What this task involves:
Find the line with "# Restrict analysis" and the line with "let mut config" in the entries below; output exactly those two lines, every line between them, and no others.

Supplied material:
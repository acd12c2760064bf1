use crate::config::constants::{OLLAMA_HOST_ENV, OLLAMA_TIMEOUT_ENV};
use crate::errors::{EnhancerError, EnhancerResult};
use crate::services::model_catalog;
use crate::structs::config::config::Config;
use std::fs;
use std::path::PathBuf;

const SAMPLE_CONFIG: &str = r#"# Enhancer configuration

[analysis]
# Quiet period (ms) before a burst of edits triggers one analysis run
delay_ms = 1000

# Reject files larger than this (bytes); default 10 MiB
max_file_size_bytes = 10485760

# Per-run budget for the analysis process (seconds)
timeout_secs = 120

security_scan = true
performance_scan = true

# Restrict analysis to these languages; empty = all supported
languages = []

# Concurrent analyses during directory batch runs
max_workers = 2

# Extra directories allowed for analysis on top of home/tmp/cwd
safe_dirs = []

[ai]
# Priority-ordered models; the first entry is the default
model_sequence = [
    "enhancer-llama:latest",
    "codestral:latest",
    "qwen2.5-coder:latest",
    "deepseek-r1:latest",
    "phi4:latest",
]

# Local Ollama daemon (OLLAMA_HOST env var overrides)
ollama_host = "http://localhost:11434"
request_timeout_secs = 120
max_retries = 3
retry_delay_secs = 2

[analyzer]
# Analysis entry point spawned by watch mode; empty = this executable
program = ""
args = ["analyze", "--format", "json"]
"#;

#[derive(Debug, Default)]
pub struct ConfigReport {
    pub errors: Vec<String>,
    pub warnings: Vec<String>,
}

impl ConfigReport {
    pub fn is_valid(&self) -> bool {
        self.errors.is_empty()
    }

    pub fn print_summary(&self) {
        if self.is_valid() {
            log::info!("✅ Configuration is valid");
        } else {
            log::error!("❌ Configuration has {} error(s)", self.errors.len());
        }

        for error in &self.errors {
            log::error!("   ❌ {}", error);
        }

        for warning in &self.warnings {
            log::warn!("   ⚠️ {}", warning);
        }
    }
}

pub struct ConfigManager;

impl ConfigManager {
    pub fn config_path() -> Option<PathBuf> {
        dirs::home_dir().map(|d| d.join(".enhancer/config.toml"))
    }

    /// Loads the config file if present, otherwise defaults. `OLLAMA_HOST`
    /// and `OLLAMA_TIMEOUT` env vars are applied once here; nothing else
    /// reads the environment.
    pub fn load() -> EnhancerResult<Config> {
        let mut config = match Self::config_path() {
            Some(path) if path.exists() => {
                log::debug!("📋 Loading config from {}", path.display());
                let content = fs::read_to_string(&path)?;
                toml::from_str::<Config>(&content)?
            }
            _ => Config::default(),
        };

        if let Ok(host) = std::env::var(OLLAMA_HOST_ENV) {
            if !host.trim().is_empty() {
                config.ai.ollama_host = host;
            }
        }
        if let Ok(timeout) = std::env::var(OLLAMA_TIMEOUT_ENV) {
            match timeout.parse::<u64>() {
                Ok(secs) if secs > 0 => config.ai.request_timeout_secs = secs,
                _ => log::warn!("⚠️ Ignoring unparseable {} value", OLLAMA_TIMEOUT_ENV),
            }
        }

        Ok(config)
    }

    pub fn create_sample_config() -> EnhancerResult<PathBuf> {
        let path = Self::config_path().ok_or_else(|| {
            EnhancerError::config("could not determine the home directory", None)
        })?;

        if path.exists() {
            return Err(EnhancerError::config(
                &format!("configuration file already exists at {}", path.display()),
                None,
            ));
        }

        if let Some(parent) = path.parent() {
            fs::create_dir_all(parent)?;
        }
        fs::write(&path, SAMPLE_CONFIG)?;
        Ok(path)
    }

    pub fn validate_config(config: &Config) -> ConfigReport {
        let mut report = ConfigReport::default();

        if config.analysis.max_file_size_bytes == 0 {
            report
                .errors
                .push("analysis.max_file_size_bytes must be greater than 0".to_string());
        }
        if config.analysis.timeout_secs == 0 {
            report
                .errors
                .push("analysis.timeout_secs must be greater than 0".to_string());
        }
        if config.analysis.max_workers == 0 {
            report
                .errors
                .push("analysis.max_workers must be greater than 0".to_string());
        }
        if config.ai.model_sequence.is_empty() {
            report
                .errors
                .push("ai.model_sequence must contain at least one model".to_string());
        }

        for model in &config.ai.model_sequence {
            if model_catalog::provider_for_model(model).is_none() {
                report.warnings.push(format!(
                    "model '{}' is not in the known catalog; it will still be passed through",
                    model
                ));
            }
        }

        if !config.ai.ollama_host.starts_with("http://")
            && !config.ai.ollama_host.starts_with("https://")
        {
            report
                .errors
                .push(format!("ai.ollama_host '{}' is not a URL", config.ai.ollama_host));
        }

        for dir in &config.analysis.safe_dirs {
            if !PathBuf::from(dir).is_dir() {
                report
                    .warnings
                    .push(format!("analysis.safe_dirs entry '{}' does not exist", dir));
            }
        }

        report
    }
}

Task output:
# Restrict analysis to these languages; empty = all supported
languages = []

# Concurrent analyses during directory batch runs
max_workers = 2

# Extra directories allowed for analysis on top of home/tmp/cwd
safe_dirs = []

[ai]
# Priority-ordered models; the first entry is the default
model_sequence = [
    "enhancer-llama:latest",
    "codestral:latest",
    "qwen2.5-coder:latest",
    "deepseek-r1:latest",
    "phi4:latest",
]

# Local Ollama daemon (OLLAMA_HOST env var overrides)
ollama_host = "http://localhost:11434"
request_timeout_secs = 120
max_retries = 3
retry_delay_secs = 2

[analyzer]
# Analysis entry point spawned by watch mode; empty = this executable
program = ""
args = ["analyze", "--format", "json"]
"#;

#[derive(Debug, Default)]
pub struct ConfigReport {
    pub errors: Vec<String>,
    pub warnings: Vec<String>,
}

impl ConfigReport {
    pub fn is_valid(&self) -> bool {
        self.errors.is_empty()
    }

    pub fn print_summary(&self) {
        if self.is_valid() {
            log::info!("✅ Configuration is valid");
        } else {
            log::error!("❌ Configuration has {} error(s)", self.errors.len());
        }

        for error in &self.errors {
            log::error!("   ❌ {}", error);
        }

        for warning in &self.warnings {
            log::warn!("   ⚠️ {}", warning);
        }
    }
}

pub struct ConfigManager;

impl ConfigManager {
    pub fn config_path() -> Option<PathBuf> {
        dirs::home_dir().map(|d| d.join(".enhancer/config.toml"))
    }

    /// Loads the config file if present, otherwise defaults. `OLLAMA_HOST`
    /// and `OLLAMA_TIMEOUT` env vars are applied once here; nothing else
    /// reads the environment.
    pub fn load() -> EnhancerResult<Config> {
        let mut config = match Self::config_path() {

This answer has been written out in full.